# TO DO
Would you show every line from the records that holds "written"?

# PROVIDED DATA
○ ○ ○

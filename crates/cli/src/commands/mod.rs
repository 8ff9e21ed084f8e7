//! CLI subcommand implementations.

pub mod app;
pub mod chat;
pub mod config;
pub mod connect;
pub mod deploy;
pub mod diagnose;
pub mod login;
pub mod monitor;
pub mod template;

use anyhow::{bail, Result};
use serde_json::{Map, Value};

/// Parse repeated `-p key=value` arguments into a parameter map.
///
/// Values parse as JSON scalars first so `count=3` and `public=true`
/// keep their types; anything unparseable stays a string.
pub fn parse_params(pairs: &[String]) -> Result<Map<String, Value>> {
    let mut params = Map::new();
    for pair in pairs {
        let Some((key, value)) = pair.split_once('=') else {
            bail!("invalid parameter '{pair}', expected key=value");
        };
        let parsed = serde_json::from_str(value).unwrap_or(Value::String(value.to_string()));
        params.insert(key.to_string(), parsed);
    }
    Ok(params)
}
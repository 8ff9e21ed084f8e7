//! Process-wide configuration.
//!
//! The configuration is loaded exactly once per CLI invocation and
//! passed by reference into each component; nothing in the core
//! re-reads it from disk mid-operation. Stored as JSON at
//! `~/.stratus/config.json` and created with defaults on first run.

use std::path::{Path, PathBuf};

use serde::{Deserialize, Serialize};
use tracing::warn;

use crate::Result;

/// Remote API settings.
#[derive(Debug, Clone, Serialize, Deserialize)]
pub struct ApiConfig {
    /// Base URL of the Stratus API.
    pub url: String,
    /// Bearer token, written by `stratus login`.
    #[serde(default, skip_serializing_if = "Option::is_none")]
    pub token: Option<String>,
}

impl Default for ApiConfig {
    fn default() -> Self {
        Self {
            url: "https://api.stratus.dev".to_string(),
            token: None,
        }
    }
}

/// Full CLI configuration.
#[derive(Debug, Clone, Serialize, Deserialize)]
#[serde(default)]
pub struct Config {
    /// Path to the terraform executable.
    pub terraform_path: String,
    /// Path to the ansible-playbook executable.
    pub ansible_path: String,
    /// Path to the docker executable.
    pub docker_path: String,
    /// Root directory holding terraform template and app directories.
    pub templates_dir: PathBuf,
    /// Root directory for infrastructure deployment working directories.
    pub deployments_dir: PathBuf,
    /// Root directory for application deployment working directories.
    pub app_deployments_dir: PathBuf,
    /// Serve the built-in demo catalog when the on-disk catalogs are
    /// empty. Never enabled implicitly.
    pub demo_mode: bool,
    /// Default log filter (overridden by RUST_LOG / --verbose).
    pub log_level: String,
    /// Remote API settings.
    pub api: ApiConfig,
}

impl Default for Config {
    fn default() -> Self {
        let base = Self::base_dir();
        Self {
            terraform_path: "terraform".to_string(),
            ansible_path: "ansible-playbook".to_string(),
            docker_path: "docker".to_string(),
            templates_dir: base.join("templates"),
            deployments_dir: base.join("deployments"),
            app_deployments_dir: base.join("app_deployments"),
            demo_mode: false,
            log_level: "info".to_string(),
            api: ApiConfig::default(),
        }
    }
}

impl Config {
    /// Base directory for Stratus state (`~/.stratus`).
    #[must_use]
    pub fn base_dir() -> PathBuf {
        let home = std::env::var("HOME").unwrap_or_else(|_| "/root".to_string());
        PathBuf::from(home).join(".stratus")
    }

    /// Path of the configuration file.
    #[must_use]
    pub fn config_file() -> PathBuf {
        Self::base_dir().join("config.json")
    }

    /// Load the configuration, creating the file with defaults on
    /// first run. Environment overrides (`STRATUS_API_TOKEN`,
    /// `STRATUS_DEMO_MODE`) are applied after loading.
    ///
    /// # Errors
    ///
    /// Returns an error if the config directory cannot be created or a
    /// fresh config file cannot be written. An unreadable or corrupt
    /// existing file falls back to defaults with a warning, so a bad
    /// config never bricks the CLI.
    pub fn load() -> Result<Self> {
        let path = Self::config_file();
        let mut config = if path.exists() {
            match std::fs::read_to_string(&path) {
                Ok(content) => serde_json::from_str(&content).unwrap_or_else(|e| {
                    warn!("Invalid config file {}: {e}; using defaults", path.display());
                    Self::default()
                }),
                Err(e) => {
                    warn!("Cannot read config file {}: {e}; using defaults", path.display());
                    Self::default()
                }
            }
        } else {
            let config = Self::default();
            config.save()?;
            config
        };

        if let Ok(token) = std::env::var("STRATUS_API_TOKEN") {
            if !token.is_empty() {
                config.api.token = Some(token);
            }
        }
        if std::env::var("STRATUS_DEMO_MODE").as_deref() == Ok("1") {
            config.demo_mode = true;
        }

        Ok(config)
    }

    /// Write the configuration back to disk.
    ///
    /// # Errors
    ///
    /// Returns an error if the directory cannot be created or the file
    /// cannot be written.
    pub fn save(&self) -> Result<()> {
        let path = Self::config_file();
        if let Some(parent) = path.parent() {
            std::fs::create_dir_all(parent)?;
        }
        let content = serde_json::to_string_pretty(self)?;
        std::fs::write(&path, content)?;
        Ok(())
    }

    /// Directory containing terraform template directories.
    #[must_use]
    pub fn terraform_templates_dir(&self) -> PathBuf {
        self.templates_dir.join("terraform")
    }

    /// Directory containing application directories.
    #[must_use]
    pub fn apps_dir(&self) -> PathBuf {
        self.templates_dir.join("apps")
    }

    /// Set a configuration key from its string form, for `config set`.
    ///
    /// # Errors
    ///
    /// Returns an error naming the known keys when `key` is unknown.
    pub fn set_key(&mut self, key: &str, value: &str) -> Result<()> {
        match key {
            "terraform_path" => self.terraform_path = value.to_string(),
            "ansible_path" => self.ansible_path = value.to_string(),
            "docker_path" => self.docker_path = value.to_string(),
            "templates_dir" => self.templates_dir = expand_home(value),
            "deployments_dir" => self.deployments_dir = expand_home(value),
            "app_deployments_dir" => self.app_deployments_dir = expand_home(value),
            "demo_mode" => self.demo_mode = matches!(value, "1" | "true" | "yes"),
            "log_level" => self.log_level = value.to_string(),
            "api.url" => self.api.url = value.to_string(),
            _ => {
                return Err(std::io::Error::new(
                    std::io::ErrorKind::InvalidInput,
                    format!(
                        "unknown config key '{key}' (known: terraform_path, ansible_path, \
                         docker_path, templates_dir, deployments_dir, app_deployments_dir, \
                         demo_mode, log_level, api.url)"
                    ),
                )
                .into());
            }
        }
        Ok(())
    }
}

/// Expand a leading `~` to the user's home directory.
fn expand_home(path: &str) -> PathBuf {
    if let Some(rest) = path.strip_prefix("~/") {
        let home = std::env::var("HOME").unwrap_or_else(|_| "/root".to_string());
        Path::new(&home).join(rest)
    } else {
        PathBuf::from(path)
    }
}

#[cfg(test)]
mod tests {
    use super::*;

    #[test]
    fn test_defaults() {
        let config = Config::default();
        assert_eq!(config.terraform_path, "terraform");
        assert_eq!(config.ansible_path, "ansible-playbook");
        assert!(!config.demo_mode);
        assert!(config.api.token.is_none());
    }

    #[test]
    fn test_set_key() {
        let mut config = Config::default();
        config.set_key("terraform_path", "/opt/tf/terraform").unwrap();
        assert_eq!(config.terraform_path, "/opt/tf/terraform");

        config.set_key("demo_mode", "true").unwrap();
        assert!(config.demo_mode);

        assert!(config.set_key("no_such_key", "x").is_err());
    }

    #[test]
    fn test_expand_home() {
        std::env::var("HOME").expect("HOME set in test env");
        let expanded = expand_home("~/templates");
        assert!(!expanded.to_string_lossy().contains('~'));
        assert_eq!(expand_home("/abs/path"), PathBuf::from("/abs/path"));
    }

    #[test]
    #[serial_test::serial]
    fn test_load_applies_env_overrides() {
        let tmp = tempfile::tempdir().unwrap();
        let old_home = std::env::var("HOME").expect("HOME set in test env");
        std::env::set_var("HOME", tmp.path());
        std::env::set_var("STRATUS_DEMO_MODE", "1");
        std::env::set_var("STRATUS_API_TOKEN", "tok-env");

        let config = Config::load().unwrap();
        assert!(config.demo_mode);
        assert_eq!(config.api.token.as_deref(), Some("tok-env"));
        // First run persists the defaults.
        assert!(Config::config_file().exists());

        std::env::remove_var("STRATUS_DEMO_MODE");
        std::env::remove_var("STRATUS_API_TOKEN");
        std::env::set_var("HOME", old_home);
    }

    #[test]
    fn test_roundtrip_json() {
        let config = Config::default();
        let json = serde_json::to_string(&config).unwrap();
        let back: Config = serde_json::from_str(&json).unwrap();
        assert_eq!(back.terraform_path, config.terraform_path);
        assert_eq!(back.templates_dir, config.templates_dir);
    }
}
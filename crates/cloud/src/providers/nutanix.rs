//! Nutanix Prism Central. API-only, no local CLI.

use super::Provider;

pub struct Nutanix;

impl Provider for Nutanix {
    fn name(&self) -> &'static str {
        "nutanix"
    }

    fn cli(&self) -> Option<&'static str> {
        None
    }

    fn install_hint(&self) -> &'static str {
        "no local CLI required"
    }

    fn required_fields(&self) -> &'static [&'static str] {
        &["endpoint", "username", "password"]
    }

    fn env_mapping(&self) -> &'static [(&'static str, &'static str)] {
        &[
            ("endpoint", "NUTANIX_ENDPOINT"),
            ("username", "NUTANIX_USERNAME"),
            ("password", "NUTANIX_PASSWORD"),
        ]
    }
}
use anyhow::{Context, Result};
use clap::Args;
use dialoguer::{theme::ColorfulTheme, Input, Password};

use stratus_api::ApiClient;
use stratus_core::Config;

use crate::ui;

/// Log in to the Stratus API
#[derive(Args)]
pub struct LoginCommand {
    /// Account email (prompted when omitted)
    email: Option<String>,

    /// Create the account first
    #[arg(long)]
    register: bool,
}

impl LoginCommand {
    pub async fn run(&self, config: &mut Config) -> Result<()> {
        let email = match &self.email {
            Some(email) => email.clone(),
            None => Input::with_theme(&ColorfulTheme::default())
                .with_prompt("Email")
                .interact_text()?,
        };
        let password = Password::with_theme(&ColorfulTheme::default())
            .with_prompt("Password")
            .interact()?;

        let mut client = ApiClient::new(config.api.url.clone(), None);
        let token = if self.register {
            client.register(&email, &password).await?
        } else {
            client.login(&email, &password).await?
        };

        config.api.token = Some(token);
        config.save().context("failed to persist the API token")?;
        ui::print_success(&format!("Logged in as {email}"));
        Ok(())
    }
}

/// Show the logged-in account
#[derive(Args)]
pub struct AccountCommand {}

impl AccountCommand {
    pub async fn run(&self, config: &Config) -> Result<()> {
        let Some(token) = config.api.token.clone() else {
            ui::print_info("Not logged in");
            return Ok(());
        };

        let client = ApiClient::new(config.api.url.clone(), Some(token));
        let account = client.account().await?;
        ui::print_detail("email", &account.email);
        if let Some(plan) = &account.plan {
            ui::print_detail("plan", plan);
        }
        ui::print_detail("tokens used", &account.tokens_used.to_string());
        Ok(())
    }
}

/// Drop the stored API token
#[derive(Args)]
pub struct LogoutCommand {}

impl LogoutCommand {
    pub fn run(&self, config: &mut Config) -> Result<()> {
        if config.api.token.take().is_none() {
            ui::print_info("Not logged in");
            return Ok(());
        }
        config.save()?;
        ui::print_success("Logged out");
        Ok(())
    }
}
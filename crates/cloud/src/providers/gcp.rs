//! Google Cloud Platform.

use super::Provider;

pub struct Gcp;

impl Provider for Gcp {
    fn name(&self) -> &'static str {
        "gcp"
    }

    fn cli(&self) -> Option<&'static str> {
        Some("gcloud")
    }

    fn install_hint(&self) -> &'static str {
        "see https://cloud.google.com/sdk/docs/install"
    }

    fn required_fields(&self) -> &'static [&'static str] {
        &["project"]
    }

    fn env_mapping(&self) -> &'static [(&'static str, &'static str)] {
        &[
            ("project", "CLOUDSDK_CORE_PROJECT"),
            ("credentials_file", "GOOGLE_APPLICATION_CREDENTIALS"),
            ("region", "CLOUDSDK_COMPUTE_REGION"),
        ]
    }
}
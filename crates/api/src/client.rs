//! HTTP client for the remote command API.

use reqwest::StatusCode;
use serde::de::DeserializeOwned;
use serde::Serialize;
use thiserror::Error;
use tracing::debug;

use crate::models::{
    AccountInfo, CommandRequest, CommandResponse, ExecutionMode, LoginRequest, LoginResponse,
    RegisterRequest,
};

/// Errors from talking to the remote API.
///
/// Connection and timeout failures surface as `Http`; responses the
/// server answered with a non-success status surface as `Status`, with
/// 401 split out so callers can suggest a re-login.
#[derive(Error, Debug)]
pub enum ApiError {
    /// The request never produced a response.
    #[error("request failed: {0}")]
    Http(#[from] reqwest::Error),

    /// The server answered with a non-success status.
    #[error("API error: {status} - {message}")]
    Status { status: u16, message: String },

    /// The server rejected the bearer token.
    #[error("authentication required, run 'stratus login'")]
    Unauthorized,
}

/// Client for one API endpoint, carrying the bearer token.
#[derive(Debug, Clone)]
pub struct ApiClient {
    client: reqwest::Client,
    base_url: String,
    token: Option<String>,
}

impl ApiClient {
    #[must_use]
    pub fn new(base_url: impl Into<String>, token: Option<String>) -> Self {
        Self {
            client: reqwest::Client::new(),
            base_url: base_url.into(),
            token,
        }
    }

    /// Whether a token is loaded.
    #[must_use]
    pub fn is_authenticated(&self) -> bool {
        self.token.is_some()
    }

    /// Exchange credentials for a bearer token. The token is retained
    /// for subsequent calls and returned for persistence.
    ///
    /// # Errors
    ///
    /// `Unauthorized` on bad credentials, `Status`/`Http` otherwise.
    pub async fn login(&mut self, email: &str, password: &str) -> Result<String, ApiError> {
        let response: LoginResponse = self
            .post("/api/auth/login", &LoginRequest { email, password })
            .await?;
        self.token = Some(response.token.clone());
        Ok(response.token)
    }

    /// Create an account, then log in with the same credentials.
    ///
    /// # Errors
    ///
    /// `Status`/`Http` on failure of either step.
    pub async fn register(&mut self, email: &str, password: &str) -> Result<String, ApiError> {
        let _: serde_json::Value = self
            .post("/api/auth/register", &RegisterRequest { email, password })
            .await?;
        self.login(email, password).await
    }

    /// Ask the API to turn `user_input` into a command.
    ///
    /// # Errors
    ///
    /// `Unauthorized` when the token is missing or rejected.
    pub async fn command(
        &self,
        user_input: &str,
        execution_mode: ExecutionMode,
    ) -> Result<CommandResponse, ApiError> {
        self.post(
            "/api/command",
            &CommandRequest {
                user_input,
                execution_mode,
            },
        )
        .await
    }

    /// Fetch the authenticated account's details.
    ///
    /// # Errors
    ///
    /// `Unauthorized` when the token is missing or rejected.
    pub async fn account(&self) -> Result<AccountInfo, ApiError> {
        let request = self.client.get(format!("{}/api/account", self.base_url));
        let request = match &self.token {
            Some(token) => request.bearer_auth(token),
            None => return Err(ApiError::Unauthorized),
        };
        Self::handle(request.send().await?).await
    }

    async fn post<B: Serialize, R: DeserializeOwned>(
        &self,
        path: &str,
        body: &B,
    ) -> Result<R, ApiError> {
        debug!("POST {path}");
        let mut request = self.client.post(format!("{}{path}", self.base_url)).json(body);
        if let Some(token) = &self.token {
            request = request.bearer_auth(token);
        }
        Self::handle(request.send().await?).await
    }

    async fn handle<R: DeserializeOwned>(response: reqwest::Response) -> Result<R, ApiError> {
        let status = response.status();
        if status == StatusCode::UNAUTHORIZED {
            return Err(ApiError::Unauthorized);
        }
        if !status.is_success() {
            let body = response.text().await.unwrap_or_default();
            // Prefer the server's structured message when there is one.
            let message = serde_json::from_str::<serde_json::Value>(&body)
                .ok()
                .and_then(|v| v.get("message").and_then(|m| m.as_str()).map(String::from))
                .unwrap_or(body);
            return Err(ApiError::Status {
                status: status.as_u16(),
                message,
            });
        }
        Ok(response.json().await?)
    }
}
//! Provider abstractions.

pub mod aws;
pub mod azure;
pub mod gcp;
pub mod nutanix;
pub mod openstack;
pub mod proxmox;
mod traits;
pub mod vmware;

pub use traits::{ConnectError, Provider, Session};

pub use aws::Aws;
pub use azure::Azure;
pub use gcp::Gcp;
pub use nutanix::Nutanix;
pub use openstack::OpenStack;
pub use proxmox::Proxmox;
pub use vmware::Vmware;

/// Canonical provider names, in display order.
pub const PROVIDER_NAMES: [&str; 7] = [
    "aws",
    "gcp",
    "azure",
    "openstack",
    "proxmox",
    "vmware",
    "nutanix",
];

/// Look up a provider by its canonical name.
#[must_use]
pub fn provider_for(name: &str) -> Option<Box<dyn Provider>> {
    match name.to_lowercase().as_str() {
        "aws" => Some(Box::new(Aws)),
        "gcp" => Some(Box::new(Gcp)),
        "azure" => Some(Box::new(Azure)),
        "openstack" => Some(Box::new(OpenStack)),
        "proxmox" => Some(Box::new(Proxmox)),
        "vmware" => Some(Box::new(Vmware)),
        "nutanix" => Some(Box::new(Nutanix)),
        _ => None,
    }
}
use std::io::Write;
use std::time::Duration;

use anyhow::{Context, Result};
use clap::Args;
use colored::Colorize;
use sysinfo::{Disks, System};

use crate::ui;

/// Percentage thresholds for the colored readouts.
const WARN_PCT: f32 = 70.0;
const CRIT_PCT: f32 = 90.0;

/// Watch system resource usage
#[derive(Args)]
pub struct MonitorCommand {
    /// Only show processes whose name contains this string
    #[arg(long)]
    service: Option<String>,

    /// Seconds between samples
    #[arg(long, default_value_t = 5)]
    interval: u64,

    /// Number of samples to take
    #[arg(long, default_value_t = 1)]
    count: u32,

    /// Append samples as CSV to this file
    #[arg(long, value_name = "FILE")]
    output: Option<String>,
}

/// One resource sample.
pub(crate) struct Snapshot {
    pub cpu_pct: f32,
    pub mem_pct: f32,
    pub disk_pct: f32,
}

pub(crate) fn snapshot(sys: &mut System) -> Snapshot {
    sys.refresh_cpu_usage();
    sys.refresh_memory();

    let mem_pct = if sys.total_memory() == 0 {
        0.0
    } else {
        sys.used_memory() as f32 / sys.total_memory() as f32 * 100.0
    };

    let disks = Disks::new_with_refreshed_list();
    let (total, available) = disks
        .iter()
        .fold((0u64, 0u64), |(t, a), d| (t + d.total_space(), a + d.available_space()));
    let disk_pct = if total == 0 {
        0.0
    } else {
        (total - available) as f32 / total as f32 * 100.0
    };

    Snapshot {
        cpu_pct: sys.global_cpu_usage(),
        mem_pct,
        disk_pct,
    }
}

pub(crate) fn colored_pct(pct: f32) -> String {
    let rendered = format!("{pct:5.1}%");
    if pct >= CRIT_PCT {
        rendered.red().bold().to_string()
    } else if pct >= WARN_PCT {
        rendered.yellow().to_string()
    } else {
        rendered.green().to_string()
    }
}

impl MonitorCommand {
    pub fn run(&self) -> Result<()> {
        let mut sys = System::new_all();
        // First CPU reading is meaningless; prime it.
        sys.refresh_cpu_usage();
        std::thread::sleep(sysinfo::MINIMUM_CPU_UPDATE_INTERVAL);

        let mut csv = match &self.output {
            Some(path) => {
                let file = std::fs::OpenOptions::new()
                    .create(true)
                    .append(true)
                    .open(path)
                    .with_context(|| format!("cannot open {path}"))?;
                Some(file)
            }
            None => None,
        };

        for sample in 0..self.count {
            if sample > 0 {
                std::thread::sleep(Duration::from_secs(self.interval));
            }
            let snap = snapshot(&mut sys);

            println!(
                "{}  cpu {}  mem {}  disk {}",
                chrono::Local::now().format("%H:%M:%S").to_string().bright_black(),
                colored_pct(snap.cpu_pct),
                colored_pct(snap.mem_pct),
                colored_pct(snap.disk_pct)
            );

            if let Some(service) = &self.service {
                sys.refresh_all();
                let needle = service.to_lowercase();
                let mut found = false;
                for process in sys.processes().values() {
                    let name = process.name().to_string_lossy().to_lowercase();
                    if !name.contains(&needle) {
                        continue;
                    }
                    found = true;
                    println!(
                        "    {:<24} cpu {:5.1}%  mem {} MiB",
                        process.name().to_string_lossy(),
                        process.cpu_usage(),
                        process.memory() / 1024 / 1024
                    );
                }
                if !found {
                    ui::print_warning(&format!("No process matching '{service}'"));
                }
            }

            if let Some(file) = &mut csv {
                writeln!(
                    file,
                    "{},{:.1},{:.1},{:.1}",
                    chrono::Utc::now().to_rfc3339(),
                    snap.cpu_pct,
                    snap.mem_pct,
                    snap.disk_pct
                )?;
            }
        }

        if let Some(path) = &self.output {
            ui::print_info(&format!("Samples appended to {path}"));
        }
        Ok(())
    }
}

○ ○ ○

# SOLUTION FOR THIS EXERCISE
    /// Bearer token, written by `stratus login`.
    /// fresh config file cannot be written. An unreadable or corrupt
    /// cannot be written.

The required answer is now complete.